The record shows that after Roberts excluded plaintiff from Section 13 on February 20, 1952, the mining operations thereon were conducted exclusively by Roberts and his employees and the machinery and equipment used in these operations were owned and maintained by Roberts. The record further shows that Roberts, as an individual and not on behalf of the partnership, during 1952 and 1953 leased from the Tide Water Associated Oil Company portions of other sections near said Section 13 and conducted gypsum mining operations thereon. The court found that an auditor's report dated August 12, 1952, prepared by an auditor employed by Roberts, shows that a net profit from the operation of all of these gypsum properties to July 31, 1953, amounted to the sum of $88,480.48. The court further found [132 Cal. App. 2d 232] that the report failed to charge defendant for gypsum taken by him for his own use and that the sum of $88,480.48 should be charged to defendant for such gypsum; that the true profit from all operations by defendant was the sum of $168,599.88; that dividing this profit by 212,809.46 tons produced resulted in a net profit of 78 cents per ton; that the total tons mined, sold, taken and removed from Section 13 was 68,601.42 tons; that the net profit attributable to Section 13 was therefore 68,601.42 X 78 cents or $53,509.10. The court then found that all machinery and equipment used in the mining operations, other than that for which rent was paid directly to commercial lessors, was the sole property of the defendant and not the property or asset of the partnership; that defendant is entitled to an allowance for use of such machinery and equipment; that the value of defendant's machinery and equipment used in the mining operations was $200,000; that an additional charge of 5 per cent thereof, or $10,000, should be allowed as a deduction from the net profit attributable to Section 13; that adjusted accordingly, the final net profit attributable to Section 13 is $53,509.10, less a $10,000 depreciation, or a final profit attributable to Section 13 of $43,509.10; that plaintiff's share thereof was $21,754.55.

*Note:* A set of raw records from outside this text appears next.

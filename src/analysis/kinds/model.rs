use crate::analysis::component::{ComponentKind, Metadata, ModelMeta, Relation};
use crate::analysis::discovery::{KindStrategy, ScanContext};
use crate::analysis::resolve::{resolve_class_reference, table_name};
use crate::analysis::LIFECYCLE_HOOKS;
use crate::error::Result;
use crate::parser::literal::{class_refs, parse_array};
use crate::parser::PhpClass;
use once_cell::sync::Lazy;
use regex::Regex;

const MODEL_BASES: [&str; 3] = [
    "Illuminate\\Database\\Eloquent\\Model",
    "Illuminate\\Foundation\\Auth\\User",
    "Illuminate\\Database\\Eloquent\\Relations\\Pivot",
];

static RELATION_RE: Lazy<Regex> = Lazy::new(|| {
    Regex::new(
        r"return\s+\$this\s*->\s*(hasOneThrough|hasManyThrough|hasOne|hasMany|belongsToMany|belongsTo|morphOne|morphMany|morphToMany|morphTo|morphedByMany)\s*\(\s*(?:([\\\w]+)::class)?",
    )
    .expect("valid relation regex")
});

static BOOT_HOOK_RE: Lazy<Regex> = Lazy::new(|| {
    Regex::new(r"(?:static|self)::(\w+)\s*\(").expect("valid boot hook regex")
});

/// Eloquent models, including models extending an application base model
#[derive(Debug, Default, Clone, Copy)]
pub struct ModelStrategy;

impl KindStrategy for ModelStrategy {
    fn kind(&self) -> ComponentKind {
        ComponentKind::Model
    }

    fn qualifies(&self, class: &PhpClass, ctx: &ScanContext<'_>) -> bool {
        class.is_concrete() && ctx.index.extends_any(class, &MODEL_BASES)
    }

    fn extract(&self, class: &PhpClass, _source: &str, ctx: &ScanContext<'_>) -> Result<Metadata> {
        let attributes = ctx.attributes.describe(class)?;
        let fq_name = class.fq_name();

        let (fillable, guarded) = match (attributes.fillable, attributes.guarded) {
            (None, None) => (Vec::new(), vec!["*".to_string()]),
            (fillable, guarded) => (fillable.unwrap_or_default(), guarded.unwrap_or_default()),
        };

        let mut observers: Vec<String> = ctx.providers.observers_of(&fq_name).to_vec();
        if let Some(attribute) = class.attribute("ObservedBy") {
            for observer in class_refs(&attribute.arguments) {
                let observer = class.resolve(&observer);
                if !observers.contains(&observer) {
                    observers.push(observer);
                }
            }
        }

        let dispatches_events = class
            .property("dispatchesEvents")
            .and_then(|p| p.default.as_deref())
            .and_then(parse_array)
            .unwrap_or_default()
            .into_iter()
            .filter_map(|entry| Some((entry.key.clone()?, class.resolve(&entry.class_value()?))))
            .collect();

        Ok(Metadata::Model(ModelMeta {
            table: attributes.table.unwrap_or_else(|| table_name(&class.name)),
            primary_key: attributes.primary_key.unwrap_or_else(|| "id".to_string()),
            fillable,
            guarded,
            hidden: attributes.hidden.unwrap_or_default(),
            casts: attributes.casts.unwrap_or_default(),
            relations: relations(class, ctx),
            scopes: scopes(class),
            boot_hooks: boot_hooks(class),
            observers,
            dispatches_events,
            soft_deletes: ctx.index.uses_trait(class, "SoftDeletes"),
        }))
    }

    fn include_protected(&self) -> bool {
        true
    }
}

fn relations(class: &PhpClass, ctx: &ScanContext<'_>) -> Vec<Relation> {
    let models_namespace = &ctx.config.scan.models_namespace;
    class
        .methods
        .iter()
        .filter(|m| !m.is_static)
        .filter_map(|method| {
            let cap = RELATION_RE.captures(method.body_text())?;
            let constructor = &cap[1];
            let related = match constructor {
                "morphTo" => None,
                _ => cap
                    .get(2)
                    .map(|m| resolve_class_reference(m.as_str(), class, &ctx.index, models_namespace)),
            };
            Some(Relation {
                name: method.name.clone(),
                relation_type: relation_type(constructor),
                related,
            })
        })
        .collect()
}

/// `belongsToMany` -> `BelongsToMany`; `morphedByMany` is a `MorphToMany`
fn relation_type(constructor: &str) -> String {
    if constructor == "morphedByMany" {
        return "MorphToMany".to_string();
    }
    let mut chars = constructor.chars();
    match chars.next() {
        Some(first) => first.to_ascii_uppercase().to_string() + chars.as_str(),
        None => String::new(),
    }
}

/// `scopeActive` -> `active`
fn scopes(class: &PhpClass) -> Vec<String> {
    class
        .methods
        .iter()
        .filter_map(|m| m.name.strip_prefix("scope"))
        .filter(|rest| rest.starts_with(|c: char| c.is_ascii_uppercase()))
        .map(|rest| {
            let mut chars = rest.chars();
            match chars.next() {
                Some(first) => first.to_ascii_lowercase().to_string() + chars.as_str(),
                None => String::new(),
            }
        })
        .collect()
}

/// Lifecycle callbacks registered in `boot` / `booted`
fn boot_hooks(class: &PhpClass) -> Vec<String> {
    let mut hooks = Vec::new();
    for method in ["boot", "booted"].iter().filter_map(|name| class.method(name)) {
        for cap in BOOT_HOOK_RE.captures_iter(method.body_text()) {
            let hook = &cap[1];
            if LIFECYCLE_HOOKS.contains(&hook) && !hooks.iter().any(|h| h == hook) {
                hooks.push(hook.to_string());
            }
        }
    }
    hooks
}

[1] Evidence was introduced showing that the reasonable rental value of the machinery and equipment used in mining gypsum on Section 13 to and including April 24, 1952, was the sum of $58,993.50. While the court found that defendant was entitled to an allowance for the use of his machinery and equipment, it failed to determine the reasonable rental value thereof and the amount to be allowed therefor. This we conclude was error. If Roberts had rented other equipment to conduct the mining operation it seems quite clear he would have been allowed this expense and since he furnished his own equipment, the reasonable rental value thereof should have been ascertained by the court and allowed as an expense to the defendant. Moreover, it does not appear from the record that definite evidence could not be produced with respect to the production and expense in connection with the operations on Section 13, segregated from the other operations, which would more accurately disclose the factual situation with respect to the partnership. The entire accounting issue with respect to Section 13 should be retried.

The judgment dated October 19, 1953, and entered on the verdict of the jury is affirmed and the judgment dated [132 Cal. App. 2d 233] May 19, 1954, in the trial of the accounting issue is reversed. Each party to bear his own costs.

Barnard, P. J., and Griffin, J., concurred.